_What is expected_:
The expected response is a copy of every line in the entries below that includes the word "Value".

_Collected data entries_:

::::

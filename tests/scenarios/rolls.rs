//! Roll scenarios
//!
//! Attack prompts, penalties, casts and checks with scripted dice

use base64::engine::general_purpose::URL_SAFE_NO_PAD;
use base64::Engine;
use serde_json::{json, Value};

use crate::harness::TestServer;

fn attack(modifier: i64) -> Value {
    json!({"die1": "d6", "die2": 6, "modifier": modifier})
}

/// Test: a first attack resolves straight away
#[tokio::test]
async fn test_first_attack_resolves() {
    let server = TestServer::start().await.expect("Failed to start server");
    let alice = server.client_as("alice");

    server.push_rolls(&[4, 6]);
    let flow = alice.post_ok("/roll/attack", &attack(3)).await.unwrap();
    assert_eq!(flow["status"], "resolved");
    assert_eq!(flow["attempt"], 1);
    assert_eq!(flow["outcome"]["roll1"], 4);
    assert_eq!(flow["outcome"]["roll2"], 6);
    assert_eq!(flow["outcome"]["total"], 10);
    assert_eq!(flow["outcome"]["gate"], 1);
    assert_eq!(flow["outcome"]["damage"], 9);
    assert_eq!(flow["outcome"]["classification"], "hit");
}

/// Test: the second attack pauses until the roller picks a penalty
#[tokio::test]
async fn test_second_attack_prompts_for_penalty() {
    let server = TestServer::start().await.expect("Failed to start server");
    let alice = server.client_as("alice");
    let bob = server.client_as("bob");

    server.push_rolls(&[3, 3]);
    alice.post_ok("/roll/attack", &attack(0)).await.unwrap();

    let flow = alice.post_ok("/roll/attack", &attack(4)).await.unwrap();
    assert_eq!(flow["status"], "pending_choice");
    assert_eq!(flow["attempt"], 2);
    assert_eq!(
        flow["choices"],
        json!(["gate", "damage50", "damage100", "blind"])
    );
    let token = flow["token"].as_str().unwrap().to_string();

    // Someone else cannot answer the prompt
    let resp = bob
        .post("/roll/attack/resume", &json!({"token": token, "penalty": "gate"}))
        .await
        .unwrap();
    assert_eq!(resp.status(), 403);

    server.push_rolls(&[2, 5]);
    let flow = alice
        .post_ok("/roll/attack/resume", &json!({"token": token, "penalty": "gate"}))
        .await
        .unwrap();
    assert_eq!(flow["status"], "resolved");
    assert_eq!(flow["attempt"], 2);
    assert_eq!(flow["penalties"]["gate_bonus"], 1);
    assert_eq!(flow["outcome"]["gate"], 2);
    assert_eq!(flow["outcome"]["classification"], "miss");
    assert_eq!(flow["outcome"]["damage"], 9);
}

/// Test: damage penalties scale the modifier, rounding down
#[tokio::test]
async fn test_damage_penalty_scales_modifier() {
    let server = TestServer::start().await.expect("Failed to start server");
    let alice = server.client_as("alice");

    alice.post_ok("/roll/attack", &attack(5)).await.unwrap();

    server.push_rolls(&[4, 4]);
    let flow = alice
        .post_ok(
            "/roll/attack",
            &json!({"die1": 6, "die2": 6, "modifier": 5, "penalty": "damage50"}),
        )
        .await
        .unwrap();
    assert_eq!(flow["status"], "resolved");
    assert_eq!(flow["raw_modifier"], 5);
    assert_eq!(flow["effective_modifier"], 2);
    assert_eq!(flow["outcome"]["damage"], 6);
}

/// Test: blind is offered once per round, and can't be picked again
#[tokio::test]
async fn test_blind_not_offered_twice() {
    let server = TestServer::start().await.expect("Failed to start server");
    let alice = server.client_as("alice");

    alice.post_ok("/roll/attack", &attack(0)).await.unwrap();

    server.push_rolls(&[3, 4]);
    let flow = alice
        .post_ok(
            "/roll/attack",
            &json!({"die1": "d6", "die2": "d6", "penalty": "blind"}),
        )
        .await
        .unwrap();
    assert_eq!(flow["outcome"]["gate"], 3);
    assert_eq!(flow["outcome"]["classification"], "miss");

    let flow = alice.post_ok("/roll/attack", &attack(0)).await.unwrap();
    assert_eq!(flow["status"], "pending_choice");
    assert_eq!(flow["choices"], json!(["gate", "damage50", "damage100"]));

    let token = flow["token"].as_str().unwrap();
    let resp = alice
        .post("/roll/attack/resume", &json!({"token": token, "penalty": "blind"}))
        .await
        .unwrap();
    assert_eq!(resp.status(), 400);
}

/// Test: a garbled token is rejected
#[tokio::test]
async fn test_resume_with_bad_token() {
    let server = TestServer::start().await.expect("Failed to start server");
    let alice = server.client_as("alice");

    let resp = alice
        .post("/roll/attack/resume", &json!({"token": "not-a-token", "penalty": "gate"}))
        .await
        .unwrap();
    assert_eq!(resp.status(), 400);
}

/// Test: casts never prompt
#[tokio::test]
async fn test_cast_never_prompts() {
    let server = TestServer::start().await.expect("Failed to start server");
    let alice = server.client_as("alice");

    for attempt in 1..=3 {
        server.push_rolls(&[5, 2]);
        let roll = alice.post_ok("/roll/cast", &attack(1)).await.unwrap();
        assert_eq!(roll["kind"], "cast");
        assert_eq!(roll["attempt"], attempt);
        assert_eq!(roll["outcome"]["classification"], "hit");
    }

    // Attacks keep their own counter
    let flow = alice.post_ok("/roll/attack", &attack(0)).await.unwrap();
    assert_eq!(flow["status"], "resolved");
}

/// Test: checks classify without damage
#[tokio::test]
async fn test_check() {
    let server = TestServer::start().await.expect("Failed to start server");
    let alice = server.client_as("alice");

    server.push_rolls(&[1, 1]);
    let outcome = alice
        .post_ok("/roll/check", &json!({"die1": "d10", "die2": "d10", "gate": 0}))
        .await
        .unwrap();
    assert_eq!(outcome["classification"], "fumble");
    assert!(outcome["damage"].is_null());

    server.push_rolls(&[7, 7]);
    let outcome = alice
        .post_ok("/roll/check", &json!({"die1": "d10", "die2": "d10", "gate": 9}))
        .await
        .unwrap();
    assert_eq!(outcome["classification"], "critical");

    server.push_rolls(&[9, 4]);
    let outcome = alice
        .post_ok("/roll/check", &json!({"die1": "d10", "die2": "d10", "gate": 4}))
        .await
        .unwrap();
    assert_eq!(outcome["classification"], "miss");
}

/// Test: die sizes outside 1..=100 are rejected
#[tokio::test]
async fn test_invalid_die_size() {
    let server = TestServer::start().await.expect("Failed to start server");
    let alice = server.client_as("alice");

    let resp = alice
        .post("/roll/attack", &json!({"die1": "d0", "die2": "d6"}))
        .await
        .unwrap();
    assert_eq!(resp.status(), 400);

    let resp = alice
        .post("/roll/cast", &json!({"die1": 6, "die2": 101}))
        .await
        .unwrap();
    assert_eq!(resp.status(), 400);

    // Rejected rolls do not count as attempts
    let penalties = alice.get_ok("/penalties/alice").await.unwrap();
    assert_eq!(penalties["attack"]["attempts"], 0);
    assert_eq!(penalties["cast"]["attempts"], 0);
}

/// Test: a new round clears every penalty
#[tokio::test]
async fn test_next_round_clears_penalties() {
    let server = TestServer::start().await.expect("Failed to start server");
    let gm = server.gm();
    let alice = server.client_as("alice");

    alice.post_ok("/roll/attack", &attack(0)).await.unwrap();
    alice
        .post_ok(
            "/roll/attack",
            &json!({"die1": 6, "die2": 6, "penalty": "gate"}),
        )
        .await
        .unwrap();

    let penalties = alice.get_ok("/penalties/alice").await.unwrap();
    assert_eq!(penalties["attack"]["attempts"], 2);
    assert_eq!(penalties["attack"]["gate_bonus"], 1);

    let resp = alice.post("/round/next", &json!({})).await.unwrap();
    assert_eq!(resp.status(), 403);

    let cleared = gm.post_ok("/round/next", &json!({})).await.unwrap();
    assert_eq!(cleared["cleared"], 1);

    let flow = alice.post_ok("/roll/attack", &attack(0)).await.unwrap();
    assert_eq!(flow["status"], "resolved");
    assert_eq!(flow["attempt"], 1);
}

/// Test: the GM can reset one player's attack penalties
#[tokio::test]
async fn test_reset_one_kind() {
    let server = TestServer::start().await.expect("Failed to start server");
    let gm = server.gm();
    let alice = server.client_as("alice");

    alice.post_ok("/roll/attack", &attack(0)).await.unwrap();
    alice.post_ok("/roll/cast", &attack(0)).await.unwrap();

    let reset = gm
        .post_ok("/penalties/alice/reset?kind=attack", &json!({}))
        .await
        .unwrap();
    assert_eq!(reset["cleared"], true);

    let penalties = alice.get_ok("/penalties/alice").await.unwrap();
    assert_eq!(penalties["attack"]["attempts"], 0);
    assert_eq!(penalties["cast"]["attempts"], 1);
}

/// Pause alice's second attack and return the prompt token
async fn paused_attack(server: &TestServer, modifier: i64) -> String {
    let alice = server.client_as("alice");
    alice.post_ok("/roll/attack", &attack(0)).await.unwrap();
    let flow = alice.post_ok("/roll/attack", &attack(modifier)).await.unwrap();
    assert_eq!(flow["status"], "pending_choice");
    flow["token"].as_str().unwrap().to_string()
}

/// Test: a token resolves one roll only
#[tokio::test]
async fn test_resume_token_used_once() {
    let server = TestServer::start().await.expect("Failed to start server");
    let alice = server.client_as("alice");
    let token = paused_attack(&server, 4).await;

    alice
        .post_ok("/roll/attack/resume", &json!({"token": token, "penalty": "damage50"}))
        .await
        .unwrap();

    let resp = alice
        .post("/roll/attack/resume", &json!({"token": token, "penalty": "damage100"}))
        .await
        .unwrap();
    assert_eq!(resp.status(), 409);

    let penalties = alice.get_ok("/penalties/alice").await.unwrap();
    assert_eq!(penalties["attack"]["attempts"], 2);
    assert_eq!(penalties["attack"]["damage_reduction_percent"], 50);
}

/// Test: a prompt left open dies with the round
#[tokio::test]
async fn test_resume_after_next_round_rejected() {
    let server = TestServer::start().await.expect("Failed to start server");
    let gm = server.gm();
    let alice = server.client_as("alice");
    let token = paused_attack(&server, 4).await;

    gm.post_ok("/round/next", &json!({})).await.unwrap();

    let resp = alice
        .post("/roll/attack/resume", &json!({"token": token, "penalty": "gate"}))
        .await
        .unwrap();
    assert_eq!(resp.status(), 409);

    let penalties = alice.get_ok("/penalties/alice").await.unwrap();
    assert_eq!(penalties["attack"]["attempts"], 0);
    assert_eq!(penalties["attack"]["gate_bonus"], 0);
}

/// Test: hand-built tokens cannot apply penalties or roll
#[tokio::test]
async fn test_forged_token_rejected() {
    let server = TestServer::start().await.expect("Failed to start server");
    let alice = server.client_as("alice");

    let forge = |payload: Value| URL_SAFE_NO_PAD.encode(payload.to_string());
    let cast = forge(json!({"player_id": "alice", "kind": "cast", "nonce": 1}));
    let resp = alice
        .post("/roll/attack/resume", &json!({"token": cast, "penalty": "blind"}))
        .await
        .unwrap();
    assert_eq!(resp.status(), 400);

    let attack_token = forge(json!({"player_id": "alice", "kind": "attack", "nonce": 1}));
    let resp = alice
        .post("/roll/attack/resume", &json!({"token": attack_token, "penalty": "blind"}))
        .await
        .unwrap();
    assert_eq!(resp.status(), 409);

    // Old-style payloads carrying their own dice are not tokens
    let legacy = forge(json!({
        "player_id": "alice", "kind": "attack", "die1": 6, "die2": 6, "modifier": 1000
    }));
    let resp = alice
        .post("/roll/attack/resume", &json!({"token": legacy, "penalty": "gate"}))
        .await
        .unwrap();
    assert_eq!(resp.status(), 400);

    let penalties = alice.get_ok("/penalties/alice").await.unwrap();
    assert_eq!(penalties["attack"]["attempts"], 0);
    assert_eq!(penalties["cast"]["attempts"], 0);
    assert_eq!(penalties["cast"]["blind"], false);
}

/// Test: extreme modifiers saturate instead of failing the request
#[tokio::test]
async fn test_extreme_modifier_saturates() {
    let server = TestServer::start().await.expect("Failed to start server");
    let alice = server.client_as("alice");

    server.push_rolls(&[6, 6]);
    let flow = alice
        .post_ok("/roll/attack", &json!({"die1": 6, "die2": 6, "modifier": i64::MAX}))
        .await
        .unwrap();
    assert_eq!(flow["status"], "resolved");
    assert_eq!(flow["outcome"]["damage"], i64::MAX);

    server.push_rolls(&[6, 6]);
    let flow = alice
        .post_ok(
            "/roll/attack",
            &json!({"die1": 6, "die2": 6, "modifier": i64::MIN, "penalty": "damage50"}),
        )
        .await
        .unwrap();
    assert_eq!(flow["effective_modifier"], i64::MIN / 2);
    assert_eq!(flow["outcome"]["damage"], i64::MIN / 2 + 6);
}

::::

_Completed task_:
use serde_json::{json, Value};
fn attack(modifier: i64) -> Value {
    let forge = |payload: Value| URL_SAFE_NO_PAD.encode(payload.to_string());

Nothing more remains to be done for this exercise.